Start of Data listing
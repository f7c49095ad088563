//! Frame driver.
//!
//! Owns the root node and the output terminal. Coalesces reconciler
//! commits through the rate limiter, diffs frames against the previous
//! emission, and patches the terminal in place with cursor and erase
//! sequences. Static content is written above the dynamic region and
//! never erased once emitted.

use std::collections::HashMap;
use std::sync::atomic::{AtomicU64, Ordering};
use std::sync::{Mutex, OnceLock};
use std::time::Instant;

use crate::color::ColorSupport;
use crate::compositor;
use crate::error::Result;
use crate::node::{NodeId, Tree};
use crate::reconciler::{Reconciler, RenderSink};
use crate::style::{FlexDirection, Style};
use crate::terminal::Terminal;
use crate::throttle::Throttle;

/// A mounted frame driver: the reconciler plus the terminal sink.
pub type Screen<T> = Reconciler<FrameSink<T>>;

/// Driver construction options.
#[derive(Clone, Copy, Debug, Default)]
pub struct ScreenOptions {
    /// Disable the repaint rate limiter (every render paints).
    pub debug: bool,
}

/// Process-wide table from terminal target id to the owning screen
/// instance. Mutated only during mount/unmount; a screen whose slot was
/// taken over stops writing.
fn registry() -> &'static Mutex<HashMap<u64, u64>> {
    static REGISTRY: OnceLock<Mutex<HashMap<u64, u64>>> = OnceLock::new();
    REGISTRY.get_or_init(|| Mutex::new(HashMap::new()))
}

static NEXT_INSTANCE: AtomicU64 = AtomicU64::new(1);

/// The driver-side render sink: terminal, frame cache, and rate limiter.
pub struct FrameSink<T: Terminal> {
    term: T,
    columns: u16,
    color: ColorSupport,
    throttle: Throttle,
    debug: bool,
    last_output: Option<String>,
    last_height: usize,
    instance: u64,
    active: bool,
}

impl<T: Terminal> FrameSink<T> {
    fn new(term: T, options: ScreenOptions) -> Self {
        let instance = NEXT_INSTANCE.fetch_add(1, Ordering::Relaxed);
        if let Some(target) = term.target_id()
            && let Ok(mut map) = registry().lock()
        {
            // Attaching to a stream displaces any previous driver.
            map.insert(target, instance);
        }
        let columns = term.columns();
        let color = term.color_support();
        Self {
            term,
            columns,
            color,
            throttle: Throttle::default(),
            debug: options.debug,
            last_output: None,
            last_height: 0,
            instance,
            active: true,
        }
    }

    /// Whether this driver still owns its stream.
    fn owns_stream(&self) -> bool {
        let Some(target) = self.term.target_id() else {
            return true;
        };
        registry()
            .lock()
            .map(|map| map.get(&target) == Some(&self.instance))
            .unwrap_or(false)
    }

    fn unregister(&mut self) {
        if let Some(target) = self.term.target_id()
            && let Ok(mut map) = registry().lock()
            && map.get(&target) == Some(&self.instance)
        {
            map.remove(&target);
        }
    }

    /// Compose and write one frame.
    ///
    /// Identical output is skipped entirely; otherwise the previously
    /// painted region is erased in place, new static rows are emitted
    /// above the dynamic region, and the frame goes out as one
    /// contiguous write.
    fn paint(&mut self, tree: &mut Tree, root: NodeId) -> Result<()> {
        if !self.active || !self.owns_stream() {
            return Ok(());
        }

        let frame = compositor::render_frame(tree, root, self.color)?;
        let has_static = frame.has_static();
        if !has_static && self.last_output.as_deref() == Some(frame.output.as_str()) {
            return Ok(());
        }

        let mut buf = erase_lines(self.last_height);
        if has_static {
            buf.push_str(&frame.static_output);
            buf.push('\n');
        }
        if frame.height > 0 {
            buf.push_str(&frame.output);
            buf.push('\n');
        }
        if buf.is_empty() {
            self.last_output = Some(frame.output);
            self.last_height = frame.height;
            return Ok(());
        }

        tracing::trace!(bytes = buf.len(), height = frame.height, "painting frame");
        if let Err(err) = self.term.write_frame(&buf) {
            // Stream write failures are fatal: deactivate the driver.
            self.active = false;
            self.unregister();
            return Err(err);
        }

        self.last_output = Some(frame.output);
        self.last_height = frame.height;
        Ok(())
    }
}

impl<T: Terminal> RenderSink for FrameSink<T> {
    fn compute_layout(&mut self, tree: &mut Tree, root: NodeId) -> Result<()> {
        tree.set_style(
            root,
            Style::new()
                .width(self.columns)
                .flex_direction(FlexDirection::Column),
        )?;
        tree.compute_layout(root, self.columns)
    }

    fn render(&mut self, tree: &mut Tree, root: NodeId) -> Result<()> {
        if self.debug || self.throttle.acquire(Instant::now()) {
            self.paint(tree, root)
        } else {
            Ok(())
        }
    }

    fn immediate_render(&mut self, tree: &mut Tree, root: NodeId) -> Result<()> {
        self.paint(tree, root)
    }
}

impl<T: Terminal> Reconciler<FrameSink<T>> {
    /// Mount a driver on a terminal. At most one driver is active per
    /// output stream; mounting displaces any previous driver on the same
    /// stream.
    pub fn mount(term: T) -> Result<Self> {
        Self::mount_with(term, ScreenOptions::default())
    }

    /// Mount with explicit options.
    pub fn mount_with(term: T, options: ScreenOptions) -> Result<Self> {
        Reconciler::new(FrameSink::new(term, options))
    }

    /// Current column count the driver lays out against.
    pub fn columns(&self) -> u16 {
        self.sink().columns
    }

    /// Borrow the terminal backend.
    pub fn terminal(&self) -> &T {
        &self.sink().term
    }

    /// Fire a due trailing-edge repaint. The runtime is cooperative:
    /// hosts call this when their event loop is otherwise idle.
    pub fn tick(&mut self) -> Result<()> {
        let (tree, root, sink) = self.parts();
        if sink.throttle.take_trailing(Instant::now()) {
            sink.paint(tree, root)
        } else {
            Ok(())
        }
    }

    /// Re-query the terminal size and repaint on change. No-op for
    /// non-interactive streams.
    pub fn poll_resize(&mut self) -> Result<()> {
        if !self.sink().term.is_interactive() {
            return Ok(());
        }
        let columns = self.sink().term.columns();
        if columns != self.sink().columns {
            self.resize(columns)?;
        }
        Ok(())
    }

    /// Apply a new column count: invalidate the last-frame cache, re-run
    /// layout, and repaint in full. Ignored after unmount.
    pub fn resize(&mut self, columns: u16) -> Result<()> {
        let (tree, root, sink) = self.parts();
        if !sink.active {
            return Ok(());
        }
        tracing::debug!(columns, "stream resized");
        sink.columns = columns;
        sink.last_output = None;
        sink.compute_layout(tree, root)?;
        sink.render(tree, root)
    }

    /// Unmount the driver: flush a final frame, cancel pending repaints,
    /// free the layout tree, and release the stream.
    pub fn unmount(&mut self) -> Result<()> {
        let (tree, root, sink) = self.parts();
        let flushed = if sink.active {
            sink.paint(tree, root)
        } else {
            Ok(())
        };
        sink.throttle.cancel();
        sink.active = false;
        sink.unregister();
        tree.clear()?;
        flushed
    }
}

/// Erase the previously painted region in place: cursor up to its top,
/// erase-line and cursor-down per line, then cursor up back to the top.
fn erase_lines(count: usize) -> String {
    if count == 0 {
        return String::new();
    }
    let mut out = format!("\x1b[{count}A");
    for _ in 0..count {
        out.push_str("\x1b[2K\x1b[1B");
    }
    out.push_str(&format!("\x1b[{count}A"));
    out
}
//! Terminal abstraction for the frame driver.
//!
//! A [`Terminal`] receives whole frames as single contiguous writes and
//! reports its column count and interactivity. The crossterm-backed
//! implementation drives a real tty; the test backend records every
//! frame for assertions.

pub mod crossterm_backend;
pub mod test_backend;

pub use crossterm_backend::CrosstermBackend;
pub use test_backend::TestBackend;

use crate::color::ColorSupport;
use crate::error::Result;

/// Default column count when neither the stream nor the environment
/// reports a width.
pub const DEFAULT_COLUMNS: u16 = 80;

/// Output stream contract of the frame driver.
pub trait Terminal {
    /// Write one frame as a single contiguous buffer and flush.
    fn write_frame(&mut self, frame: &str) -> Result<()>;

    /// Current column count.
    fn columns(&self) -> u16;

    /// Color capability of the stream. Defaults to the environment probe.
    fn color_support(&self) -> ColorSupport {
        ColorSupport::detect()
    }

    /// Whether the stream is an interactive tty (resize events and
    /// in-place updates make sense).
    fn is_interactive(&self) -> bool;

    /// Stable identity of the underlying stream, for the per-stream
    /// driver registry. `None` opts out of uniqueness tracking.
    fn target_id(&self) -> Option<u64> {
        None
    }
}

/// Read the column count from the `COLUMNS` environment variable.
pub(crate) fn columns_from_env() -> Option<u16> {
    std::env::var("COLUMNS").ok()?.trim().parse().ok()
}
End of Data listing
__Exercise details__
Check the lines above and copy each one that includes "Ordering".

__Solution__
use std::sync::atomic::{AtomicU64, Ordering};
        let instance = NEXT_INSTANCE.fetch_add(1, Ordering::Relaxed);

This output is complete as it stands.